* YOUR INSTRUCTIONS:
Write out the data exactly from its first line onward, ending with the line in which "the window system." appears.
#####
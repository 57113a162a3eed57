//! The viewer state machine.
//!
//! A [`Viewer`] owns at most one active [`Image`]. Events are handled one at a
//! time and run to completion: a file drop decodes, swaps and redraws before
//! the next event is looked at.

use std::path::{Path, PathBuf};

use crate::config::ViewerConfig;
use crate::decode::decode_file;
use crate::error::ViewError;
use crate::image::Image;
use crate::present::{Presenter, Surface};
use enough::Unstoppable;

/// The window the viewer draws into.
pub trait Window: Surface {
    fn set_title(&mut self, title: &str);

    /// Ask for the visible area to become `width` x `height` pixels.
    fn set_size(&mut self, width: u32, height: u32);
}

/// Key identifiers the viewer distinguishes.
#[derive(Clone, Copy, Debug, PartialEq, Eq)]
pub enum Key {
    Escape,
    Character(char),
    Other,
}

impl Key {
    /// Escape and `q` close the viewer.
    pub fn is_cancel(self) -> bool {
        matches!(self, Key::Escape | Key::Character('q' | 'Q'))
    }
}

/// Input events, already translated from the window system.
#[derive(Clone, Debug, PartialEq, Eq)]
pub enum Event {
    Quit,
    KeyPressed(Key),
    FileDropped(PathBuf),
    /// The platform lost the window contents and wants them drawn again.
    RedrawRequested,
}

/// What the event loop should do after an event.
#[derive(Clone, Copy, Debug, PartialEq, Eq)]
pub enum Control {
    Continue,
    Exit,
}

#[derive(Debug, Default)]
pub enum ViewerState {
    #[default]
    Empty,
    Showing(Image),
}

/// Title and size to create the window with.
#[derive(Clone, Debug, PartialEq, Eq)]
pub struct WindowSpec {
    pub title: String,
    pub width: u32,
    pub height: u32,
}

pub struct Viewer {
    state: ViewerState,
    presenter: Presenter,
    config: ViewerConfig,
}

impl Viewer {
    pub fn new(config: ViewerConfig) -> Self {
        Self {
            state: ViewerState::Empty,
            presenter: Presenter::new(config.fallback_color),
            config,
        }
    }

    /// Create a viewer and, if `path` is given, decode it before any window
    /// exists. A failed startup decode is logged and leaves the viewer empty.
    pub fn startup(config: ViewerConfig, path: Option<&Path>) -> Self {
        let mut viewer = Self::new(config);
        if let Some(path) = path {
            match decode_file(path, Some(&viewer.config.limits), Unstoppable) {
                Ok(image) => {
                    log::info!("loaded {image}");
                    viewer.state = ViewerState::Showing(image);
                }
                Err(e) => log::error!("{e}"),
            }
        }
        viewer
    }

    pub fn state(&self) -> &ViewerState {
        &self.state
    }

    pub fn active_image(&self) -> Option<&Image> {
        match &self.state {
            ViewerState::Empty => None,
            ViewerState::Showing(image) => Some(image),
        }
    }

    /// Window title and size matching the current state.
    pub fn initial_window(&self) -> WindowSpec {
        match &self.state {
            ViewerState::Showing(image) => WindowSpec {
                title: image.source().to_owned(),
                width: image.width(),
                height: image.height(),
            },
            ViewerState::Empty => WindowSpec {
                title: self.config.title.clone(),
                width: self.config.default_width,
                height: self.config.default_height,
            },
        }
    }

    /// Draw the current state and present it.
    pub fn present<W: Window + ?Sized>(&self, window: &mut W) -> Result<(), ViewError> {
        self.presenter.draw(self.active_image(), window)
    }

    /// Decode `path` and make it the active image.
    ///
    /// On error the previous state is left untouched and nothing is drawn.
    pub fn load<W: Window + ?Sized>(
        &mut self,
        path: &Path,
        window: &mut W,
    ) -> Result<(), ViewError> {
        let image = decode_file(path, Some(&self.config.limits), Unstoppable)?;
        let previous = std::mem::replace(&mut self.state, ViewerState::Showing(image));
        drop(previous);

        if let ViewerState::Showing(image) = &self.state {
            log::info!("loaded {image}");
            window.set_title(image.source());
            window.set_size(image.width(), image.height());
        }
        self.present(window)
    }

    /// Handle one event.
    ///
    /// Decode failures are reported and swallowed; only window errors are
    /// returned.
    pub fn handle<W: Window + ?Sized>(
        &mut self,
        event: Event,
        window: &mut W,
    ) -> Result<Control, ViewError> {
        match event {
            Event::Quit => Ok(Control::Exit),
            Event::KeyPressed(key) if key.is_cancel() => Ok(Control::Exit),
            Event::KeyPressed(_) => Ok(Control::Continue),
            Event::FileDropped(path) => match self.load(&path, window) {
                Ok(()) => Ok(Control::Continue),
                Err(e) if e.is_decode_error() => {
                    log::error!("{e}");
                    Ok(Control::Continue)
                }
                Err(e) => Err(e),
            },
            Event::RedrawRequested => {
                self.present(window)?;
                Ok(Control::Continue)
            }
        }
    }
}

#[cfg(test)]
mod tests {
    use super::*;

    #[test]
    fn cancel_keys() {
        assert!(Key::Escape.is_cancel());
        assert!(Key::Character('q').is_cancel());
        assert!(Key::Character('Q').is_cancel());
        assert!(!Key::Character('w').is_cancel());
        assert!(!Key::Other.is_cancel());
    }

    #[test]
    fn empty_viewer_uses_config_defaults() {
        let viewer = Viewer::new(
            ViewerConfig::default()
                .with_title("empty")
                .with_default_size(320, 240),
        );
        assert!(viewer.active_image().is_none());
        assert_eq!(
            viewer.initial_window(),
            WindowSpec {
                title: "empty".into(),
                width: 320,
                height: 240
            }
        );
    }

    #[test]
    fn startup_with_missing_file_stays_empty() {
        let viewer = Viewer::startup(
            ViewerConfig::default(),
            Some(Path::new("/definitely/not/here.ppm")),
        );
        assert!(matches!(viewer.state(), ViewerState::Empty));
        assert_eq!(viewer.initial_window().title, "imgv");
        assert_eq!(viewer.initial_window().width, 500);
    }
}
#####
* SOLUTION:
repository 57113a162a3eed57
//! The viewer state machine.
//!
//! A [`Viewer`] owns at most one active [`Image`]. Events are handled one at a
//! time and run to completion: a file drop decodes, swaps and redraws before
//! the next event is looked at.

use std::path::{Path, PathBuf};

use crate::config::ViewerConfig;
use crate::decode::decode_file;
use crate::error::ViewError;
use crate::image::Image;
use crate::present::{Presenter, Surface};
use enough::Unstoppable;

/// The window the viewer draws into.
pub trait Window: Surface {
    fn set_title(&mut self, title: &str);

    /// Ask for the visible area to become `width` x `height` pixels.
    fn set_size(&mut self, width: u32, height: u32);
}

/// Key identifiers the viewer distinguishes.
#[derive(Clone, Copy, Debug, PartialEq, Eq)]
pub enum Key {
    Escape,
    Character(char),
    Other,
}

impl Key {
    /// Escape and `q` close the viewer.
    pub fn is_cancel(self) -> bool {
        matches!(self, Key::Escape | Key::Character('q' | 'Q'))
    }
}

/// Input events, already translated from the window system.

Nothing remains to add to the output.